Film Review: Lincoln
Steven Spielberg’s Lincoln, written by Pulitzer Prize winner Tony Kushner is based on Team of Rivals: The Political Genius of Abraham Lincoln by Doris Kearns, and has another acting tour de force by Academy Award winner Daniel Day-Lewis as the 16th US president. Kushner’s political thriller, set in the White House and Congress in Washington DC in January 1865, tells of Lincoln’s struggle to have the 13th Amendment (abolishing slavery) to the US constitution passed in Congress before the defeat of the Confederate slave states in the Civil War.
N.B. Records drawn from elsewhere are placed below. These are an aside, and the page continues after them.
//! Mention -> worn-item matching
//!
//! Plain case-insensitive substring containment on name and category, in
//! both directions ("hoodie" finds "grey hoodie"; "my black leather jacket"
//! finds "leather jacket"). Deliberately simple and centralized here so a
//! scored matcher can replace it in one place; its over- and under-matching
//! behavior is pinned by tests.

use crate::domain::GarmentItem;

/// Minimum mention length considered meaningful
const MIN_MENTION_LEN: usize = 2;

/// Whether a free-text mention refers to this item
pub fn matches_mention(item: &GarmentItem, mention: &str) -> bool {
    let mention = mention.trim().to_lowercase();
    if mention.len() < MIN_MENTION_LEN {
        return false;
    }

    let name = item.name.trim().to_lowercase();
    let category = item.category.trim().to_lowercase();

    if name.contains(&mention) || (!category.is_empty() && category.contains(&mention)) {
        return true;
    }
    if name.len() >= 3 && mention.contains(&name) {
        return true;
    }
    if category.len() >= 3 && mention.contains(&category) {
        return true;
    }

    false
}

/// All worn items referred to by any of the mentions, deduplicated,
/// preserving worn order
pub fn find_matches(items: &[&GarmentItem], mentions: &[String]) -> Vec<GarmentItem> {
    let mut found: Vec<GarmentItem> = Vec::new();
    for item in items {
        let hit = mentions.iter().any(|m| matches_mention(item, m));
        if hit && !found.iter().any(|f| f.name == item.name && f.zone == item.zone) {
            found.push((*item).clone());
        }
    }
    found
}

/// The single item the mentions refer to, or None when zero or several match
pub fn resolve_unambiguous(items: &[&GarmentItem], mentions: &[String]) -> Option<GarmentItem> {
    let matches = find_matches(items, mentions);
    if matches.len() == 1 {
        matches.into_iter().next()
    } else {
        None
    }
}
Its back room deals, politics and legalities are reminiscent of Aaron Sorkin’s The West Wing.
Lincoln was a moderate, pragmatic abolitionist, he had written to Horace Greeley in 1862 of ‘my oft-expressed personal wish that all men everywhere could be free,’ and he is generally featured as the stern bearded president portrayed on the five-dollar bill and the imposing Lincoln Memorial. Day-Lewis gives Lincoln a soft-spoken, conversational tone and portrays him as a flesh and blood president who is politically cunning, charming, a loving husband and devoted father, an intellectual but also the folksy ‘prairie lawyer’ from Illinois. Marx believed Lincoln represented the idea that ‘ordinary people of good will can accomplish feats which only heroes could accomplish in the old world.’ Sally Field is outstanding as Mary Todd Lincoln especially in a heart bursting scene with Day-Lewis about the bereavement for their dead son.
Tommy Lee Jones gives a scene-stealing performance as Republican Party radical congressman Thaddeus Stevens who could be the ‘hero’ of the film. This contrasts with how he was portrayed in DW Griffith’s 1915 paean to the Ku Klux Klan, The Birth of a Nation, where Stevens is denounced as a ‘race traitor.’ The American Civil War which left 800,000 dead was about slavery and Marx identified this in 1861 when he wrote ‘the South already declared that the continuance of slavery was no longer compatible with the continuance of the Union.’ Lincoln needed the help of radicals like Stevens to pass the 13th Amendment . This would ‘legalise’ and expand the Emancipation Proclamation of 1863 which was dependent on Union military victory, and had stated ‘that all persons held as slaves’ within the Confederate States ‘are, and henceforward shall be free.’
Lincoln is probably Spielberg’s best film, lacking his usual sentimentality and is the third of his films looking at the African-American experience, the others being the 1985 adaptation of Alice Walker’s The Color Purple, and the 1997 story of the slave ship revolt Amistad. Lincoln directed by Spike Lee would be interesting. Lincoln as a period film is comparable to the 1993 The Age of Innocence by Martin Scorsese which portrayed the ‘haute bourgeoisie’ of 1870’s New York City.
Lincoln played by Day-Lewis portrays ‘the single-minded son of the working class, to lead his country through the matchless struggle for the rescue of an enchained race and the reconstruction of a social world’ which is how the International Working Men’s Association (drafted by Marx) wrote to Lincoln in 1865.